Thomas More was born in London on February 7, 1478; he was educated at St. Anthony's School and then lived in the household of John Morton, the Archbishop of Canterbury and Lord Chancellor of England from 1490-1492. Archbishop Morton arranged for his admittance to Canterbury College at the University of Oxford, where More studied classicial literature. He was a pupil of Linacre and Grocyn, but left Oxford after only two years in 1494 because his father, successful lawyer Sir John More wanted him to study law and become a lawyer.
He studied law at the Inns of Chancery and the Inns of Court and was called to the bar in 1502. From 1503 to 1504 More lived near the Carthusian Charterhouse outside the walls of London. According to Erasmus, he even thought of becoming a monk.

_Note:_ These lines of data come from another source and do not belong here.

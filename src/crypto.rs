//! Sealing Actions secrets for the REST API.
//!
//! GitHub expects secret values encrypted with a libsodium sealed box against the
//! repository, environment or organization public key, then base64-encoded.

use anyhow::{Context, bail};
use base64::{Engine, engine::general_purpose::STANDARD};
use crypto_box::{PublicKey, aead::OsRng};

/// Seals `plaintext` for the base64-encoded Curve25519 `public_key`.
pub fn seal_secret(public_key: &str, plaintext: &str) -> anyhow::Result<String> {
    let key_bytes = STANDARD
        .decode(public_key)
        .context("Failed to decode the Actions public key")?;

    let Ok(key_bytes): Result<[u8; 32], _> = key_bytes.try_into() else {
        bail!("Actions public key must be 32 bytes");
    };

    let sealed = PublicKey::from(key_bytes)
        .seal(&mut OsRng, plaintext.as_bytes())
        .map_err(|e| anyhow::anyhow!("Failed to encrypt secret: {e}"))?;

    Ok(STANDARD.encode(sealed))
}

#[cfg(test)]
mod tests {
    use super::*;
    use crypto_box::SecretKey;

    #[test]
    fn sealed_value_opens_with_the_matching_key() {
        let secret_key = SecretKey::generate(&mut OsRng);
        let public_key = STANDARD.encode(secret_key.public_key().as_bytes());

        let sealed = seal_secret(&public_key, "hunter2").unwrap();
        let opened = secret_key.unseal(&STANDARD.decode(sealed).unwrap()).unwrap();

        assert_eq!(opened, b"hunter2");
    }

    #[test]
    fn rejects_bad_keys() {
        assert!(seal_secret("not base64!", "x").is_err());
        assert!(seal_secret(&STANDARD.encode([0u8; 16]), "x").is_err());
    }
}
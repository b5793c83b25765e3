use anyhow::Context;
use async_trait::async_trait;
use serde::{Deserialize, Serialize};

use crate::{
    github_ext::labels::LabelExt,
    resource::{DataSource, ProviderData},
    schema::{Attribute, Kind, Schema},
};

#[derive(Debug, Clone, Default, PartialEq, Serialize, Deserialize)]
pub struct LabelSummary {
    pub name: String,
    pub color: String,
    pub description: Option<String>,
    pub url: String,
}

#[derive(Debug, Default, Serialize, Deserialize)]
#[serde(default)]
pub struct IssueLabelsDataModel {
    pub repository: String,
    pub labels: Vec<LabelSummary>,
    pub id: Option<String>,
}

pub struct IssueLabelsDataSource;

#[async_trait]
impl DataSource for IssueLabelsDataSource {
    type Model = IssueLabelsDataModel;

    const TYPE_NAME: &'static str = "github_issue_labels";

    fn schema(&self) -> Schema {
        Schema::new("Lists the issue labels of a repository.")
            .attr("repository", Attribute::required_string())
            .attr(
                "labels",
                Attribute::computed(Kind::list_of(Kind::object(&[
                    ("name", Kind::String),
                    ("color", Kind::String),
                    ("description", Kind::String),
                    ("url", Kind::String),
                ]))),
            )
            .attr("id", Attribute::computed_string())
    }

    async fn read(&self, data: &ProviderData, mut config: IssueLabelsDataModel) -> anyhow::Result<IssueLabelsDataModel> {
        let labels = data
            .client
            .list_labels(&data.owner, &config.repository)
            .await
            .with_context(|| format!("Failed to list labels of {}/{}", data.owner, config.repository))?;
        config.labels = labels
            .into_iter()
            .map(|l| LabelSummary {
                name: l.name,
                color: l.color,
                description: l.description,
                url: l.url,
            })
            .collect();
        config.id = Some(config.repository.clone());
        Ok(config)
    }
}
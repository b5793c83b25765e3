use anyhow::Context;
use async_trait::async_trait;
use serde::{Deserialize, Serialize};

use crate::{
    github_ext::collaborators::{CollaboratorExt, GitHubCollaborator, normalize_role},
    resource::{DataSource, ProviderData},
    schema::{Attribute, Kind, Schema, Validator},
};

#[derive(Debug, Clone, Default, PartialEq, Serialize, Deserialize)]
pub struct CollaboratorSummary {
    pub login: String,
    pub id: u64,
    pub permission: String,
}

impl From<GitHubCollaborator> for CollaboratorSummary {
    fn from(c: GitHubCollaborator) -> Self {
        let permission = match c.role_name.as_deref().filter(|r| !r.is_empty()) {
            Some(role) => normalize_role(role),
            None => c
                .permissions
                .as_ref()
                .map(|p| p.highest().to_string())
                .unwrap_or_else(|| "pull".to_string()),
        };
        CollaboratorSummary {
            login: c.login,
            id: c.id,
            permission,
        }
    }
}

#[derive(Debug, Default, Serialize, Deserialize)]
#[serde(default)]
pub struct CollaboratorsDataModel {
    pub owner: Option<String>,
    pub repository: String,
    pub affiliation: Option<String>,
    pub collaborators: Vec<CollaboratorSummary>,
    pub id: Option<String>,
}

pub struct CollaboratorsDataSource;

#[async_trait]
impl DataSource for CollaboratorsDataSource {
    type Model = CollaboratorsDataModel;

    const TYPE_NAME: &'static str = "github_collaborators";

    fn schema(&self) -> Schema {
        Schema::new("Lists the collaborators of a repository.")
            .attr("owner", Attribute::optional_string().describe("Defaults to the configured owner."))
            .attr("repository", Attribute::required_string())
            .attr(
                "affiliation",
                Attribute::optional_string()
                    .default("all")
                    .validate(Validator::OneOf(&["all", "direct", "outside"])),
            )
            .attr(
                "collaborators",
                Attribute::computed(Kind::list_of(Kind::object(&[
                    ("login", Kind::String),
                    ("id", Kind::Int),
                    ("permission", Kind::String),
                ]))),
            )
            .attr("id", Attribute::computed_string())
    }

    async fn read(&self, data: &ProviderData, mut config: CollaboratorsDataModel) -> anyhow::Result<CollaboratorsDataModel> {
        let owner = config.owner.clone().unwrap_or_else(|| data.owner.clone());
        let affiliation = config.affiliation.clone().unwrap_or_else(|| "all".to_string());
        let collaborators = data
            .client
            .list_collaborators(&owner, &config.repository, &affiliation)
            .await
            .with_context(|| format!("Failed to list collaborators of {owner}/{}", config.repository))?;

        config.collaborators = collaborators.into_iter().map(CollaboratorSummary::from).collect();
        config.id = Some(format!("{owner}/{}", config.repository));
        Ok(config)
    }
}

#[cfg(test)]
mod tests {
    use super::*;

    #[test]
    fn summary_prefers_role_name() {
        let c: GitHubCollaborator = serde_json::from_str(
            r#"{"login":"octocat","id":1,"role_name":"write",
                "permissions":{"pull":true,"triage":true,"push":true,"maintain":false,"admin":false}}"#,
        )
        .unwrap();
        assert_eq!(CollaboratorSummary::from(c).permission, "push");

        let c: GitHubCollaborator = serde_json::from_str(
            r#"{"login":"hubot","id":2,"permissions":{"pull":true,"admin":true}}"#,
        )
        .unwrap();
        assert_eq!(CollaboratorSummary::from(c).permission, "admin");
    }
}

In 1505, Thomas More married Jane Colt and again, Erasmus is our source for the detail that More began to teach his young wife about music and literature. They had four children--three girls and one boy: Margaret, Elizabeth, Cecily, and John. Just as he cared for his wife's education, More made sure that his daughters were well-educated. John Guy wrote a great study of Thomas More's special relationship with his daughter Margaret (Meg), A Daughter's Love: Thomas More and His Dearest Meg, which I reviewed in 2009 on amazon.com:
There have been attempts to besmirch the reputation of Sir (Saint) Thomas More--unsubstantiated and denied rumors of torture, inflated numbers of executions for heresy under this administration as Chancellor, and emphasis on the more colorful language in his polemics against Luther and Tyndale. All are cited as unworthy of a canonized saint, either reflecting confusion about historical accuracy or what it means to be a saint.
In this book, John Guy describes the relationship between Thomas More and his dearest daughter, Margaret Roper. It is a loving relationship, demonstrating the richness of character and integrity of both father and daughter. Guy highlights Thomas More's progressive educational program for all his children, including his daughters, uncommon at the time, with the highest standards of contemporary humanism. Erasmus of Rotterdam found in Margaret More Roper a critical and discerning reader who could appreciate his efforts and correct his Latin.
Crucially, John Guy emphasizes that Thomas More had completely integrated the sacred and the secular in his way of life and yet steadfastly kept the public and the private aspects of his life separate. When he was with his family, or when he wrote to them when he was away from them, he did not discuss the efforts, burdens or issues of his working life, as lawyer, member of Parliament, ambassador, or Chancellor. It was only when he knew that public life was going to intrude violently and with deadly force on his private life that he gave his family a sign of what was to come: a brutal knock at the door, interrupting the family gathered at meal and a preemptory summons to answer charges of treason.
Also crucially, Guy highlights the ferocious will to power of Henry VIII once he knew what he wanted and experienced the satisfaction of obtaining it. Henry was then insatiable and only those who bowed utterly to his desire could hope to survive, and even they faced the danger of his changing mood and will. Thomas More tried to warn Thomas Cromwell (as depicted in the film "Anne of the Thousand Days") never to let the king focus on what he could do, but only on what he should do. More followed his own advice and was executed; Cromwell did not follow that advice and was still executed.
Margaret was one of the few who knew her father wore a hair shirt; she would thus be the only one who knew how to sustain him during his imprisonment in the Tower, engaging him with both intellectual diversion and prayer. She would be his champion after his execution, rescuing his head from its place in the row of traitors and preserving all his works, including the letters and treatises he wrote in the Tower, so that they could be published during the reign of Mary Tudor, Henry VIII and Catherine of Aragon's surviving child and the first Queen Regnant of England, Ireland and Wales.
A sad and final irony I gained from the story of this relationship was an inkling of what might have been: if Henry VIII could have had the same respect and love for his daughter Mary, he could have fulfilled his early promise as a Renaissance prince. If Henry had seen Mary as the gift she was, with her intellect, her musical talent, and the same desire that Margaret had to please her father, what might have been? But then, we might not have the works Thomas More wrote in the Tower, when he put polemics aside and contemplated Jesus in His Passion, the soul facing comfort and tribulation, and that loving last letter to Margaret, praising her for her demonstration of love as he returned to the Tower of London after his trial.
John Guy has given us the great gift of this book, clarifying many aspects of Thomas More's life, including his relationships with his second wife Alice and his great friend Erasmus, who both sadly abandoned him when he faced the trials of the Tower. The supporting materials (illustrations, family trees, and bibliography) are great.